An example of issue for a bulk ingestion: MBed forge ingestion
How to do it manually#
The following example explains how to launch an ingestion from a raw list of origins.
The toolbox deployed in kubernetes contains all the configuration pre-installed to simplify the interaction with the scheduler. The example is based on this. You must have the kubectl command installed on your local environment and the configuration to access the staging and production clusters.
Deploy the loader stack with a queue configuration <prefix>:<usual queue names>
for example Activate oneshot loaders
If not provided, sort the origins per loader type (git/svn/hg/cvs/…)
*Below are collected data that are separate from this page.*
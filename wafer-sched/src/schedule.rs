/*
SPDX-FileCopyrightText: Copyright 2026 LG Electronics Inc.
SPDX-License-Identifier: MIT
*/

//! Schedule output types.
//!
//! ```text
//! strategy ──(relative offsets)──►  DispatchDecision  ──►  Schedule  ──►  checker / metrics
//!                                    ↑ absolute time          ↑ sorted (machine, start)
//! ```
//!
//! Strategies work in offsets from the start of the horizon; decisions are
//! converted to absolute timestamps exactly once, anchored at
//! [`reference_instant`].  The end of a decision is always computed as
//! `start + duration`, so `end - start` equals the recipe duration exactly
//! regardless of how the start offset was obtained.

use std::collections::HashMap;

use chrono::{Duration, NaiveDate, NaiveDateTime};
use serde::Serialize;

use crate::scheduler::SchedulerError;
use crate::wafer::{Machine, Minutes, Priority, Wafer};

const MS_PER_MINUTE: i64 = 60_000;
const MS_PER_HOUR: f64 = 3_600_000.0;

/// Fixed instant every schedule is anchored at: 2022-11-14 09:00:00.
pub fn reference_instant() -> NaiveDateTime {
    NaiveDate::from_ymd_opt(2022, 11, 14)
        .and_then(|d| d.and_hms_opt(9, 0, 0))
        .unwrap_or_default()
}

// ── DispatchDecision ──────────────────────────────────────────────────────────

/// One wafer processed on one machine during `[start, end)`.
///
/// Created once at assignment time and never mutated.  The wafer's priority
/// is denormalized here so metrics can be computed from the schedule alone.
#[derive(Debug, Clone, PartialEq, Eq, Serialize)]
pub struct DispatchDecision {
    pub wafer: String,
    pub priority: Priority,
    pub machine: String,
    pub start: NaiveDateTime,
    pub end: NaiveDateTime,
}

impl DispatchDecision {
    /// Build a decision starting `start_ms` milliseconds after `anchor` and
    /// lasting `duration` minutes.
    ///
    /// # Errors
    /// [`SchedulerError::TimeOverflow`] if the start or the end cannot be
    /// represented.
    pub fn at_offset(
        anchor: NaiveDateTime,
        wafer: &Wafer,
        machine: &Machine,
        start_ms: i64,
        duration: Minutes,
    ) -> Result<Self, SchedulerError> {
        let overflow = || SchedulerError::TimeOverflow {
            wafer: wafer.name.clone(),
            machine: machine.name.clone(),
        };
        let start = Duration::try_milliseconds(start_ms)
            .and_then(|offset| anchor.checked_add_signed(offset))
            .ok_or_else(overflow)?;
        let end = minutes_to_ms(duration)
            .and_then(Duration::try_milliseconds)
            .and_then(|span| start.checked_add_signed(span))
            .ok_or_else(overflow)?;
        Ok(Self {
            wafer: wafer.name.clone(),
            priority: wafer.priority,
            machine: machine.name.clone(),
            start,
            end,
        })
    }

    /// Same as [`at_offset`](Self::at_offset) with the start given in whole
    /// minutes (the greedy clock's unit).
    pub fn at_minute(
        anchor: NaiveDateTime,
        wafer: &Wafer,
        machine: &Machine,
        start: Minutes,
        duration: Minutes,
    ) -> Result<Self, SchedulerError> {
        let start_ms = minutes_to_ms(start).ok_or_else(|| SchedulerError::TimeOverflow {
            wafer: wafer.name.clone(),
            machine: machine.name.clone(),
        })?;
        Self::at_offset(anchor, wafer, machine, start_ms, duration)
    }

    pub fn duration(&self) -> Duration {
        self.end - self.start
    }
}

// ── Schedule ──────────────────────────────────────────────────────────────────

/// A complete schedule: decisions sorted by (machine name, start).
#[derive(Debug, Clone, Default, PartialEq, Eq, Serialize)]
pub struct Schedule {
    decisions: Vec<DispatchDecision>,
}

impl Schedule {
    /// Assemble a schedule, sorting `decisions` into canonical order.
    pub fn new(mut decisions: Vec<DispatchDecision>) -> Self {
        decisions.sort_by(|a, b| a.machine.cmp(&b.machine).then(a.start.cmp(&b.start)));
        Self { decisions }
    }

    pub fn decisions(&self) -> &[DispatchDecision] {
        &self.decisions
    }

    pub fn len(&self) -> usize {
        self.decisions.len()
    }

    pub fn is_empty(&self) -> bool {
        self.decisions.is_empty()
    }

    /// The decision that processes `wafer`, if any.
    pub fn decision_for_wafer(&self, wafer: &str) -> Option<&DispatchDecision> {
        self.decisions.iter().find(|d| d.wafer == wafer)
    }

    /// Decisions grouped by machine name, each group in start order.
    pub fn by_machine(&self) -> HashMap<&str, Vec<&DispatchDecision>> {
        let mut map: HashMap<&str, Vec<&DispatchDecision>> = HashMap::new();
        for d in &self.decisions {
            map.entry(d.machine.as_str()).or_default().push(d);
        }
        for group in map.values_mut() {
            group.sort_by_key(|d| d.start);
        }
        map
    }

    /// Earliest start across all decisions.
    pub fn first_start(&self) -> Option<NaiveDateTime> {
        self.decisions.iter().map(|d| d.start).min()
    }

    /// Latest end across all decisions.
    pub fn last_end(&self) -> Option<NaiveDateTime> {
        self.decisions.iter().map(|d| d.end).max()
    }

    /// Makespan in hours: latest end minus earliest start.  `0.0` when empty.
    pub fn makespan_hours(&self) -> f64 {
        match (self.first_start(), self.last_end()) {
            (Some(start), Some(end)) => hours(end - start),
            _ => 0.0,
        }
    }

    /// Priority-weighted cycle time in weighted hours:
    /// `Σ weight(w) · (end(w) − earliest start)`.
    pub fn priority_weighted_cycle_time(&self) -> f64 {
        let Some(origin) = self.first_start() else {
            return 0.0;
        };
        self.decisions
            .iter()
            .map(|d| d.priority.weight() * hours(d.end - origin))
            .sum()
    }

    pub fn metrics(&self) -> ScheduleMetrics {
        ScheduleMetrics::from_schedule(self)
    }
}

fn minutes_to_ms(minutes: Minutes) -> Option<i64> {
    i64::try_from(minutes).ok()?.checked_mul(MS_PER_MINUTE)
}

fn hours(span: Duration) -> f64 {
    span.num_milliseconds() as f64 / MS_PER_HOUR
}

// ── Metrics ───────────────────────────────────────────────────────────────────

/// Headline metrics consumed by the output side.
#[derive(Debug, Clone, Copy, PartialEq, Serialize)]
pub struct ScheduleMetrics {
    /// Latest end minus earliest start, in hours.
    pub makespan_hours: f64,
    /// Priority-weighted cycle time, in weighted hours.
    pub weighted_cycle_time_hours: f64,
}

impl ScheduleMetrics {
    pub fn from_schedule(schedule: &Schedule) -> Self {
        Self {
            makespan_hours: schedule.makespan_hours(),
            weighted_cycle_time_hours: schedule.priority_weighted_cycle_time(),
        }
    }
}

// ── Tests ─────────────────────────────────────────────────────────────────────

#[cfg(test)]
mod tests {
    use super::*;

    fn t0() -> NaiveDateTime {
        reference_instant()
    }

    fn decision(wafer: &str, p: Priority, machine: &str, start_min: u64, dur: u64) -> DispatchDecision {
        let w = Wafer::new(wafer, p, "A");
        let m = Machine::new(machine).with_recipe("A", dur);
        DispatchDecision::at_minute(t0(), &w, &m, start_min, dur).unwrap()
    }

    #[test]
    fn reference_instant_is_fixed() {
        assert_eq!(t0().to_string(), "2022-11-14 09:00:00");
    }

    #[test]
    fn decision_end_is_start_plus_duration() {
        let d = decision("w1", Priority::Red, "m1", 15, 30);
        assert_eq!(d.start, t0() + Duration::minutes(15));
        assert_eq!(d.end, t0() + Duration::minutes(45));
        assert_eq!(d.duration(), Duration::minutes(30));
    }

    #[test]
    fn out_of_range_times_are_errors() {
        let w = Wafer::new("w1", Priority::Red, "A");
        let m = Machine::new("m1").with_recipe("A", u64::MAX);

        // duration does not fit the millisecond range
        let err = DispatchDecision::at_minute(t0(), &w, &m, 0, u64::MAX).unwrap_err();
        assert!(matches!(err, SchedulerError::TimeOverflow { ref wafer, .. } if wafer == "w1"));

        // fits in i64 ms but runs past the calendar
        let err = DispatchDecision::at_minute(t0(), &w, &m, 0, 1_000_000_000_000).unwrap_err();
        assert!(matches!(err, SchedulerError::TimeOverflow { .. }));

        // start offset out of range
        assert!(DispatchDecision::at_offset(t0(), &w, &m, i64::MAX, 1).is_err());
        assert!(DispatchDecision::at_offset(t0(), &w, &m, i64::MIN, 1).is_err());
    }

    #[test]
    fn schedule_is_sorted_by_machine_then_start() {
        let s = Schedule::new(vec![
            decision("w3", Priority::Red, "m2", 0, 10),
            decision("w2", Priority::Red, "m1", 20, 10),
            decision("w1", Priority::Red, "m1", 0, 20),
        ]);
        let order: Vec<&str> = s.decisions().iter().map(|d| d.wafer.as_str()).collect();
        assert_eq!(order, vec!["w1", "w2", "w3"]);
    }

    #[test]
    fn single_decision_metrics() {
        // One red wafer, 30 minutes → 0.5 h makespan, 0.5 weighted hours.
        let s = Schedule::new(vec![decision("w1", Priority::Red, "m1", 0, 30)]);
        let m = s.metrics();
        assert!((m.makespan_hours - 0.5).abs() < 1e-12);
        assert!((m.weighted_cycle_time_hours - 0.5).abs() < 1e-12);
    }

    #[test]
    fn weighted_cycle_time_uses_priority_weights() {
        // red ends at 60 min (1.0 × 1h), yellow ends at 120 min (0.1 × 2h)
        let s = Schedule::new(vec![
            decision("r", Priority::Red, "m1", 0, 60),
            decision("y", Priority::Yellow, "m1", 60, 60),
        ]);
        assert!((s.makespan_hours() - 2.0).abs() < 1e-12);
        assert!((s.priority_weighted_cycle_time() - 1.2).abs() < 1e-12);
    }

    #[test]
    fn metrics_measure_from_earliest_start() {
        let s = Schedule::new(vec![
            decision("a", Priority::Orange, "m1", 30, 30),
            decision("b", Priority::Orange, "m2", 60, 30),
        ]);
        // earliest start 30, latest end 90 → 1 h
        assert!((s.makespan_hours() - 1.0).abs() < 1e-12);
        // 0.5 × 0.5h + 0.5 × 1h
        assert!((s.priority_weighted_cycle_time() - 0.75).abs() < 1e-12);
    }

    #[test]
    fn empty_schedule_metrics_are_zero() {
        let s = Schedule::default();
        assert!(s.is_empty());
        assert_eq!(s.makespan_hours(), 0.0);
        assert_eq!(s.priority_weighted_cycle_time(), 0.0);
    }

    #[test]
    fn lookup_helpers() {
        let s = Schedule::new(vec![
            decision("w1", Priority::Red, "m1", 0, 20),
            decision("w2", Priority::Red, "m2", 0, 10),
            decision("w3", Priority::Red, "m1", 20, 10),
        ]);
        assert_eq!(s.decision_for_wafer("w2").unwrap().machine, "m2");
        assert!(s.decision_for_wafer("nope").is_none());
        let groups = s.by_machine();
        assert_eq!(groups["m1"].len(), 2);
        assert_eq!(groups["m1"][1].wafer, "w3");
    }
}
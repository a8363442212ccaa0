/*
SPDX-FileCopyrightText: Copyright 2026 LG Electronics Inc.
SPDX-License-Identifier: MIT
*/

//! Structured error types for schedule construction.
//!
//! [`SchedulerError`] is the single failure type returned by both
//! strategies.  The variants fall into four layers:
//!
//! * input validation: duplicate names, bad objective / solver parameters;
//! * infeasibility: a wafer no machine can ever process;
//! * solver failure: the collaborator returned no usable solution;
//! * time overflow: a start or end past the representable calendar range.
//!
//! Every variant carries the names or values involved so the caller can log
//! or report them without further parsing.  Validator failures are **not**
//! errors; see [`crate::feasibility`].

use thiserror::Error;

use crate::solver::SolveStatus;

/// Top-level error type returned by
/// [`build_greedy_schedule`](super::build_greedy_schedule) and
/// [`build_exact_schedule`](super::build_exact_schedule).
#[derive(Debug, Error)]
pub enum SchedulerError {
    /// Two input wafers share a name.
    #[error("duplicate wafer name '{name}'")]
    DuplicateWafer { name: String },

    /// Two input machines share a name.
    #[error("duplicate machine name '{name}'")]
    DuplicateMachine { name: String },

    /// The greedy simulation stopped making progress: every machine is idle
    /// and the listed wafers are still waiting.  Only a wafer without any
    /// compatible machine can end up here.
    #[error("scheduling is infeasible: no machine can process wafer(s) {}", stranded.join(", "))]
    Infeasible { stranded: Vec<String> },

    /// The listed wafers have no compatible machine, detected while building
    /// the exact model (before the solver is invoked).
    #[error("wafer(s) {} cannot be assigned to any machine", wafers.join(", "))]
    UnassignableWafers { wafers: Vec<String> },

    /// The cycle-time weight `alpha` of the objective is outside `[0, 1]`.
    #[error("cycle time weight must be in [0, 1], got {0}")]
    InvalidCycleTimeWeight(f64),

    /// The optimality gap tolerance is negative or not finite.
    #[error("mip gap must be a finite, non-negative number, got {0}")]
    InvalidMipGap(f64),

    /// The solver terminated without a usable solution.
    #[error("solver terminated with status {status}: {detail}")]
    SolverFailed { status: SolveStatus, detail: String },

    /// The solver reported success but its value vector is unusable: wrong
    /// length, or a value that is NaN or infinite.
    #[error("malformed solver solution: {detail}")]
    MalformedSolution { detail: String },

    /// A decision's start or end falls outside the representable time range.
    #[error("time of wafer '{wafer}' on machine '{machine}' is out of range")]
    TimeOverflow { wafer: String, machine: String },
}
A quick and dirty helper script could help: snippets bulk import directory
Prepare your local environment, the next commands are for staging, adapt according to your needs
CONTEXT=archive-staging-rke2
NAMESPACE=swh-cassandra
TOOLBOX=toolbox-oneshot-loading
ORIGINS=git_origins.lst
Create a dedicated toolbox pod:
kubectl debug --context $CONTEXT -n $NAMESPACE \
$(kubectl --context $CONTEXT -n $NAMESPACE get pods -l app=swh-toolbox -o name | head -1) \
--container=swh-toolbox --copy-to=$TOOLBOX -- sleep infinity
Cloning the pod allows to not stop the loading if an deployment happens before the end of the loading
Copy the file containing the list of origins in the pod
kubectl --context $CONTEXT cp $ORIGINS $NAMESPACE/$TOOLBOX:$ORIGINS -c swh-toolbox
Connect to the pod via kubectl or k9s
kubectl --context $CONTEXT exec --namespace $NAMESPACE -ti $TOOLBOX -c swh-toolbox -- bash
Populate the celery queue
export SWH_CONFIG_FILENAME=/etc/swh/config-scheduler.yml
ORIGINS=git_origins.lst
TASK_TYPE=load-git
MAX_TASKS=10000
nohup bash -c "cat $ORIGINS | swh scheduler -C $SWH_CONFIG_FILENAME origin \
send-origins-from-file-to-celery $TASK_TYPE --threshold=$MAX_TASKS \
--queue-name-prefix oneshot " | tee -a $ORIGINS.output &
The process is detached from the terminal so you can exit the pod without stopping the process. It will run until the end unless the pod is restarted by a maintenance or crash.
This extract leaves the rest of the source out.